Can AI Find the Flaws in Blockchain Code?

Author: Denis Avetisyan

A new benchmark assesses the ability of artificial intelligence agents to identify, fix, and exploit vulnerabilities within smart contracts.

This benchmark evaluates agents across three distinct security modes: InDetect assesses vulnerability recall through code repository audits, InPatch verifies successful patching by ensuring tests pass and exploits fail, and InExploit examines agent interaction with an Ethereum instance via transaction replay and vulnerability-specific checks on contracts and balances.

EVMbench provides a comprehensive evaluation of AI-driven security capabilities for Ethereum Virtual Machine-based smart contracts.

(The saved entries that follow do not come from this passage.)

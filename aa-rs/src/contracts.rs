//! Collaborator implementations backed by an ethers [`Middleware`].

use crate::abi::{
    account::SimpleAccount, decode_revert, entry_point::EntryPoint,
    factory::SimpleAccountFactory,
};
use crate::error::BoxError;
use crate::provider::{
    AccountConnector, AccountContract, ChainClient, EntryPointContract, FactoryContract,
};
use crate::types::UserOperation;
use async_trait::async_trait;
use ethers::contract::ContractError;
use ethers::providers::{Middleware, MiddlewareError};
use ethers::types::{
    transaction::eip2718::TypedTransaction, Address, Bytes, Eip1559TransactionRequest, H256, U256,
};
use std::sync::Arc;

/// Boxes a contract error, replacing known revert payloads with their decoded reason.
pub(crate) fn contract_error<M: Middleware + 'static>(err: ContractError<M>) -> BoxError {
    if let Some(reason) = err.as_revert().and_then(|data| decode_revert(data)) {
        return format!("execution reverted: {reason}").into();
    }
    Box::new(err)
}

/// Boxes a provider error, decoding JSON-RPC revert data when present.
pub(crate) fn middleware_error<E: MiddlewareError + 'static>(err: E) -> BoxError {
    let reason = err
        .as_error_response()
        .and_then(|resp| resp.as_revert_data())
        .and_then(|data| decode_revert(&data));
    match reason {
        Some(reason) => format!("execution reverted: {reason}").into(),
        None => Box::new(err),
    }
}

/// Narrows a node-reported chain id, rejecting values that do not fit in a `u64`.
pub(crate) fn chain_id_from_node(id: U256) -> Result<u64, BoxError> {
    u64::try_from(id)
        .map_err(|_| -> BoxError { format!("chain id {id} does not fit in u64").into() })
}

#[derive(Debug, Clone)]
pub struct ProviderChain<M> {
    client: Arc<M>,
}

impl<M> ProviderChain<M> {
    pub fn new(client: Arc<M>) -> Self {
        Self { client }
    }
}

#[async_trait]
impl<M: Middleware + 'static> ChainClient for ProviderChain<M> {
    async fn get_code(&self, address: Address) -> Result<Bytes, BoxError> {
        self.client
            .get_code(address, None)
            .await
            .map_err(middleware_error)
    }

    async fn estimate_call_gas(
        &self,
        from: Address,
        to: Address,
        data: Bytes,
    ) -> Result<U256, BoxError> {
        let tx: TypedTransaction = Eip1559TransactionRequest::new()
            .from(from)
            .to(to)
            .data(data)
            .into();
        self.client
            .estimate_gas(&tx, None)
            .await
            .map_err(middleware_error)
    }

    async fn estimate_deployment_gas(&self, to: Address, data: Bytes) -> Result<U256, BoxError> {
        let tx: TypedTransaction = Eip1559TransactionRequest::new().to(to).data(data).into();
        self.client
            .estimate_gas(&tx, None)
            .await
            .map_err(middleware_error)
    }

    async fn chain_id(&self) -> Result<u64, BoxError> {
        let id = self.client.get_chainid().await.map_err(middleware_error)?;
        chain_id_from_node(id)
    }
}

#[derive(Debug, Clone)]
pub struct SimpleAccountFactoryHandle<M> {
    contract: SimpleAccountFactory<M>,
}

impl<M: Middleware> SimpleAccountFactoryHandle<M> {
    pub fn new(address: Address, client: Arc<M>) -> Self {
        Self {
            contract: SimpleAccountFactory::new(address, client),
        }
    }
}

#[async_trait]
impl<M: Middleware + 'static> FactoryContract for SimpleAccountFactoryHandle<M> {
    fn address(&self) -> Address {
        self.contract.address()
    }

    async fn account_address(&self, owner: Address, index: U256) -> Result<Address, BoxError> {
        self.contract
            .get_address(owner, index)
            .call()
            .await
            .map_err(contract_error)
    }

    fn create_account_calldata(&self, owner: Address, index: U256) -> Result<Bytes, BoxError> {
        self.contract
            .create_account(owner, index)
            .calldata()
            .ok_or_else(|| "failed to build createAccount calldata".into())
    }
}

/// Hands out [`SimpleAccountHandle`]s sharing one client.
#[derive(Debug, Clone)]
pub struct SimpleAccountConnector<M> {
    client: Arc<M>,
}

impl<M> SimpleAccountConnector<M> {
    pub fn new(client: Arc<M>) -> Self {
        Self { client }
    }
}

impl<M: Middleware + 'static> AccountConnector for SimpleAccountConnector<M> {
    fn connect(&self, account: Address) -> Arc<dyn AccountContract> {
        Arc::new(SimpleAccountHandle {
            contract: SimpleAccount::new(account, self.client.clone()),
        })
    }
}

#[derive(Debug, Clone)]
pub struct SimpleAccountHandle<M> {
    contract: SimpleAccount<M>,
}

#[async_trait]
impl<M: Middleware + 'static> AccountContract for SimpleAccountHandle<M> {
    fn address(&self) -> Address {
        self.contract.address()
    }

    fn encode_execute(&self, to: Address, value: U256, data: Bytes) -> Result<Bytes, BoxError> {
        self.contract
            .execute(to, value, data)
            .calldata()
            .ok_or_else(|| "failed to build execute calldata".into())
    }

    async fn nonce(&self) -> Result<U256, BoxError> {
        self.contract
            .get_nonce()
            .call()
            .await
            .map_err(contract_error)
    }
}

#[derive(Debug, Clone)]
pub struct EntryPointHandle<M> {
    contract: EntryPoint<M>,
}

impl<M: Middleware> EntryPointHandle<M> {
    pub fn new(address: Address, client: Arc<M>) -> Self {
        Self {
            contract: EntryPoint::new(address, client),
        }
    }
}

#[async_trait]
impl<M: Middleware + 'static> EntryPointContract for EntryPointHandle<M> {
    fn address(&self) -> Address {
        self.contract.address()
    }

    async fn user_operation_hash(&self, op: &UserOperation) -> Result<H256, BoxError> {
        let hash = self
            .contract
            .get_user_op_hash(op.as_abi_tuple())
            .call()
            .await
            .map_err(contract_error)?;
        Ok(H256::from(hash))
    }
}

/// Computes the v0.6 hash locally instead of asking the chain.
///
/// Useful when the entry point is trusted to be the canonical implementation and
/// an extra `eth_call` per operation is not wanted.
#[derive(Debug, Clone, Copy)]
pub struct OfflineEntryPoint {
    address: Address,
    chain_id: u64,
}

impl OfflineEntryPoint {
    pub fn new(address: Address, chain_id: u64) -> Self {
        Self { address, chain_id }
    }
}

#[async_trait]
impl EntryPointContract for OfflineEntryPoint {
    fn address(&self) -> Address {
        self.address
    }

    async fn user_operation_hash(&self, op: &UserOperation) -> Result<H256, BoxError> {
        Ok(op.hash(self.address, self.chain_id))
    }
}

#[cfg(test)]
mod tests {
    use super::*;
    use crate::abi::account::ExecuteCall;
    use crate::abi::entry_point::GetUserOpHashCall;
    use crate::abi::factory::CreateAccountCall;
    use ethers::abi::{AbiDecode, AbiEncode};
    use ethers::providers::{Http, Provider};

    fn offline_client() -> Arc<Provider<Http>> {
        // Never contacted: only used for calldata encoding.
        Arc::new(Provider::<Http>::try_from("http://127.0.0.1:8545").unwrap())
    }

    #[test]
    fn execute_calldata_round_trips_through_binding() {
        let account = SimpleAccountConnector::new(offline_client())
            .connect(Address::repeat_byte(0xaa));
        let to = Address::repeat_byte(0x22);
        let data = Bytes::from(vec![0xde, 0xad, 0xbe, 0xef]);

        let calldata = account
            .encode_execute(to, U256::from(5u64), data.clone())
            .unwrap();
        let decoded = ExecuteCall::decode(&calldata).unwrap();

        assert_eq!(decoded.dest, to);
        assert_eq!(decoded.value, U256::from(5u64));
        assert_eq!(decoded.func, data);
    }

    #[test]
    fn create_account_calldata_carries_owner_and_salt() {
        let factory =
            SimpleAccountFactoryHandle::new(Address::repeat_byte(0xfa), offline_client());
        let owner = Address::repeat_byte(0x01);

        let calldata = factory
            .create_account_calldata(owner, U256::from(9u64))
            .unwrap();
        let decoded = CreateAccountCall::decode(&calldata).unwrap();

        assert_eq!(decoded.owner, owner);
        assert_eq!(decoded.salt, U256::from(9u64));
        assert_eq!(factory.address(), Address::repeat_byte(0xfa));
    }

    #[tokio::test]
    async fn offline_entry_point_matches_local_hash() {
        let ep = Address::repeat_byte(0xee);
        let op = UserOperation {
            sender: Address::repeat_byte(0x11),
            nonce: U256::one(),
            ..Default::default()
        };
        let offline = OfflineEntryPoint::new(ep, 84532);
        assert_eq!(
            offline.user_operation_hash(&op).await.unwrap(),
            op.hash(ep, 84532)
        );
        assert_eq!(EntryPointContract::address(&offline), ep);
    }

    #[test]
    fn get_user_op_hash_call_carries_the_full_tuple() {
        let op = UserOperation {
            sender: Address::repeat_byte(0x11),
            nonce: U256::from(3u64),
            init_code: Bytes::from(vec![0xfa; 24]),
            call_data: Bytes::from(vec![0xb6, 0x1d, 0x27, 0xf6]),
            call_gas_limit: U256::from(42_000u64),
            verification_gas_limit: U256::from(350_000u64),
            pre_verification_gas: U256::from(47_000u64),
            max_fee_per_gas: U256::from(10u64),
            max_priority_fee_per_gas: U256::from(1u64),
            paymaster_and_data: Bytes::default(),
            signature: Bytes::from(vec![0x1b; 65]),
        };

        let encoded = GetUserOpHashCall {
            user_op: op.as_abi_tuple(),
        }
        .encode();
        assert_eq!(
            &encoded[..4],
            &ethers::utils::id(
                "getUserOpHash((address,uint256,bytes,bytes,uint256,uint256,uint256,uint256,uint256,bytes,bytes))"
            )
        );

        let decoded = GetUserOpHashCall::decode(&encoded).unwrap();
        assert_eq!(decoded.user_op, op.as_abi_tuple());
    }

    #[test]
    fn oversized_chain_id_is_an_error() {
        assert_eq!(chain_id_from_node(U256::from(84532u64)).unwrap(), 84532);
        let err = chain_id_from_node(U256::from(u64::MAX) + 1).unwrap_err();
        assert!(err.to_string().contains("does not fit in u64"));
    }
}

The increasing prevalence of smart contracts managing substantial digital value creates a paradox: while automation promises security, vulnerabilities remain a critical risk. To address this, we introduce ‘EVMbench: Evaluating AI Agents on Smart Contract Security’, a comprehensive benchmark designed to rigorously assess the capabilities of AI agents in detecting, patching, and exploiting smart contract weaknesses. Our evaluation, utilizing 117 curated vulnerabilities and a realistic local Ethereum execution environment, demonstrates that current frontier agents are capable of end-to-end vulnerability discovery and exploitation against live blockchain instances. As AI agents become increasingly integrated into blockchain ecosystems, what further advancements are needed to ensure robust and proactive smart contract security?

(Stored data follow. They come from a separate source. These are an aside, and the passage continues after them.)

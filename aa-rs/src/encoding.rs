use crate::types::{BuildRequest, Call, UserOperation};
use anyhow::{anyhow, bail, Context, Result};
use ethers::types::{Address, Bytes, H256, U256};

pub fn fmt_address(addr: Address) -> String {
    format!("0x{}", hex::encode(addr.as_bytes()))
}

pub fn fmt_h256(h: H256) -> String {
    format!("0x{}", hex::encode(h.as_bytes()))
}

/// JSON-RPC "quantity" encoding.
pub fn fmt_u256(v: U256) -> String {
    if v.is_zero() {
        "0x0".to_string()
    } else {
        format!("0x{:x}", v)
    }
}

pub fn fmt_bytes(b: &Bytes) -> String {
    format!("0x{}", hex::encode(b.as_ref()))
}

/// The `eth_sendUserOperation` wire shape.
pub fn user_op_to_json(op: &UserOperation) -> serde_json::Value {
    serde_json::json!({
        "sender": fmt_address(op.sender),
        "nonce": fmt_u256(op.nonce),
        "initCode": fmt_bytes(&op.init_code),
        "callData": fmt_bytes(&op.call_data),
        "callGasLimit": fmt_u256(op.call_gas_limit),
        "verificationGasLimit": fmt_u256(op.verification_gas_limit),
        "preVerificationGas": fmt_u256(op.pre_verification_gas),
        "maxFeePerGas": fmt_u256(op.max_fee_per_gas),
        "maxPriorityFeePerGas": fmt_u256(op.max_priority_fee_per_gas),
        "paymasterAndData": fmt_bytes(&op.paymaster_and_data),
        "signature": fmt_bytes(&op.signature),
    })
}

pub fn parse_u256_quantity(s: &str) -> Result<U256> {
    let s = s.strip_prefix("0x").unwrap_or(s);
    if s.is_empty() {
        return Ok(U256::zero());
    }
    Ok(U256::from_str_radix(s, 16)?)
}

/// Decimal or `0x`-prefixed hex. Negative values are rejected outright.
pub fn parse_u256(s: &str) -> Result<U256> {
    let s = s.trim();
    if s.starts_with('-') {
        bail!("negative value not allowed: {s}");
    }
    if s.starts_with("0x") {
        return parse_u256_quantity(s);
    }
    U256::from_dec_str(s).map_err(|e| anyhow!("invalid integer {s:?}: {e}"))
}

pub fn parse_bytes(s: &str) -> Result<Bytes> {
    let s = s.trim();
    let s = s.strip_prefix("0x").unwrap_or(s);
    let bytes = hex::decode(s).with_context(|| format!("invalid hex {s:?}"))?;
    Ok(Bytes::from(bytes))
}

pub fn parse_h256(s: &str) -> Result<H256> {
    let s = s.strip_prefix("0x").unwrap_or(s);
    let bytes = hex::decode(s)?;
    if bytes.len() != 32 {
        bail!("expected 32-byte hex, got {} bytes", bytes.len());
    }
    let mut arr = [0u8; 32];
    arr.copy_from_slice(&bytes);
    Ok(H256(arr))
}

/// Parses `<to>,<value>[,<data>[,<gasLimit>]]`.
pub fn parse_call(s: &str) -> Result<Call> {
    let parts: Vec<&str> = s.split(',').map(str::trim).collect();
    if parts.len() < 2 || parts.len() > 4 {
        bail!("expected <to>,<value>[,<data>[,<gasLimit>]], got {s:?}");
    }

    let to = parts[0]
        .parse::<Address>()
        .map_err(|e| anyhow!("invalid call target {:?}: {e}", parts[0]))?;
    let value = parse_u256(parts[1]).context("invalid call value")?;
    let data = match parts.get(2) {
        Some(d) if !d.is_empty() => parse_bytes(d).context("invalid call data")?,
        _ => Bytes::default(),
    };

    let mut call = Call::new(to, value, data);
    if let Some(g) = parts.get(3) {
        call = call.gas_limit(parse_u256(g).context("invalid call gas limit")?);
    }
    Ok(call)
}

/// Parses the `--call` / `--nonce` flags into a request. Only single-call
/// requests are accepted, so a batch fails here before any RPC is made.
pub fn parse_build_request(calls: &[String], nonce: Option<&str>) -> Result<BuildRequest> {
    if calls.len() != 1 {
        bail!(
            "exactly one --call is supported per user operation, got {}",
            calls.len()
        );
    }
    let mut request = BuildRequest::single(parse_call(&calls[0])?);
    if let Some(nonce) = nonce {
        request = request.nonce(parse_u256(nonce).context("invalid --nonce")?);
    }
    Ok(request)
}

The Rising Tide of Smart Contract Vulnerabilities

The decentralized finance (DeFi) landscape, while innovative, is increasingly plagued by vulnerabilities within its foundational smart contracts. These self-executing agreements, intended to automate and secure transactions, present a unique attack surface for malicious actors. Exploits, ranging from simple coding errors to complex logic flaws, have already resulted in substantial financial losses – exceeding hundreds of millions of dollars in recent years. The risk isn’t merely financial; compromised smart contracts erode trust in the entire DeFi system, hindering broader adoption. As the value locked within these contracts continues to surge, and their complexity grows with each new application, the potential for devastating exploits correspondingly increases, demanding robust security measures and proactive vulnerability detection.

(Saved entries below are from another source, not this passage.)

use crate::gas::DEFAULT_BASE_VERIFICATION_GAS_LIMIT;
use anyhow::{anyhow, Context, Result};
use ethers::types::{Address, U256};
use serde::Deserialize;
use std::{env, fs, path::Path};

#[derive(Debug, Clone, Deserialize)]
#[serde(rename_all = "camelCase")]
pub struct NetworkConfigRaw {
    pub chain_id: u64,
    pub rpc: String,
    #[serde(default)]
    pub rpc_env_var: Option<String>,
    pub entry_point: String,
    pub factory: String,
    #[serde(default)]
    pub gas_station_url: Option<String>,
    #[serde(default)]
    pub base_verification_gas_limit: Option<u64>,
    #[serde(default)]
    pub gas_multiplier_bps: Option<u64>,
}

/// Per-network settings: where to talk to, which contracts, and gas policy.
#[derive(Debug, Clone)]
pub struct NetworkConfig {
    pub chain_id: u64,
    pub rpc_url: String,
    pub entry_point: Address,
    pub factory: Address,
    pub gas_station_url: Option<String>,
    pub base_verification_gas_limit: U256,
    pub gas_multiplier_bps: u64,
}

pub fn load_network_config(path: &Path, rpc_override: Option<String>) -> Result<NetworkConfig> {
    let raw = fs::read_to_string(path)
        .with_context(|| format!("failed to read network config at {}", path.display()))?;
    parse_network_config(&raw, rpc_override)
        .with_context(|| format!("failed to parse network config at {}", path.display()))
}

pub fn parse_network_config(raw: &str, rpc_override: Option<String>) -> Result<NetworkConfig> {
    let raw: NetworkConfigRaw = serde_json::from_str(raw)?;

    let rpc_url = if let Some(rpc) = rpc_override {
        rpc
    } else if let Some(env_var) = raw.rpc_env_var.clone() {
        env::var(&env_var).unwrap_or(raw.rpc.clone())
    } else {
        raw.rpc.clone()
    };

    if rpc_url.contains("alchemy.com/v2/") || rpc_url.contains("infura.io/v3/") {
        tracing::warn!("RPC URL looks like it may contain an API key; consider rpcEnvVar instead of committing it.");
    }

    let entry_point = parse_addr(&raw.entry_point).context("invalid entryPoint address")?;
    let factory = parse_addr(&raw.factory).context("invalid factory address")?;

    let gas_multiplier_bps = raw.gas_multiplier_bps.unwrap_or(10_000);
    if gas_multiplier_bps == 0 {
        tracing::warn!("gasMultiplierBps of 0 would zero out fees; clamping to 1");
    }

    Ok(NetworkConfig {
        chain_id: raw.chain_id,
        rpc_url,
        entry_point,
        factory,
        gas_station_url: raw.gas_station_url,
        base_verification_gas_limit: U256::from(
            raw.base_verification_gas_limit
                .unwrap_or(DEFAULT_BASE_VERIFICATION_GAS_LIMIT),
        ),
        gas_multiplier_bps: gas_multiplier_bps.max(1),
    })
}

pub fn parse_addr(s: &str) -> Result<Address> {
    s.parse::<Address>().map_err(|e| anyhow!("{e}"))
}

Current security evaluations for smart contracts frequently struggle to keep pace with the rapidly evolving DeFi landscape. Manual audits, while valuable, are inherently limited by time constraints and the potential for human error, often proving both costly and slow to implement – a critical disadvantage given the speed at which exploits can occur. Furthermore, these traditional methods frequently offer only a snapshot in time, failing to provide the continuous monitoring necessary to detect vulnerabilities introduced through updates or evolving code interactions. This incomplete coverage leaves decentralized applications susceptible to attacks, as even seemingly minor flaws can be exploited to drain funds or compromise the integrity of the system, highlighting the urgent need for more robust and scalable security solutions.

As smart contracts become increasingly sophisticated, enabling more complex decentralized applications, the potential for subtle vulnerabilities also grows exponentially. Manual auditing, while valuable, struggles to keep pace with this rising complexity, often missing nuanced flaws within sprawling codebases. Consequently, researchers are actively developing automated solutions – tools leveraging techniques like formal verification, symbolic execution, and machine learning – to systematically analyze smart contract code. These tools aim to identify vulnerabilities that might elude human reviewers, covering a broader range of potential exploits and providing a more comprehensive security assessment. The shift towards automated analysis isn’t about replacing auditors, but rather augmenting their capabilities, allowing them to focus on higher-level risks and design flaws while the tools handle the granular, time-consuming task of identifying code-level vulnerabilities.

This smart contract exhibits a vulnerability that could be exploited by malicious actors.

EVMbench: A Framework for Quantifying AI-Driven Smart Contract Security

EVMbench is a newly developed benchmark and evaluation framework specifically designed to quantitatively assess the performance of AI agents – such as those leveraging large language models – in the context of smart contract security. The framework facilitates rigorous testing of an agent’s ability to identify vulnerabilities within Ethereum Virtual Machine (EVM) bytecode and subsequently exploit those weaknesses. By providing a standardized and automated environment for security analysis, EVMbench moves beyond qualitative assessments and enables comparative analysis of different AI agent architectures and training methodologies in a critical domain – blockchain security.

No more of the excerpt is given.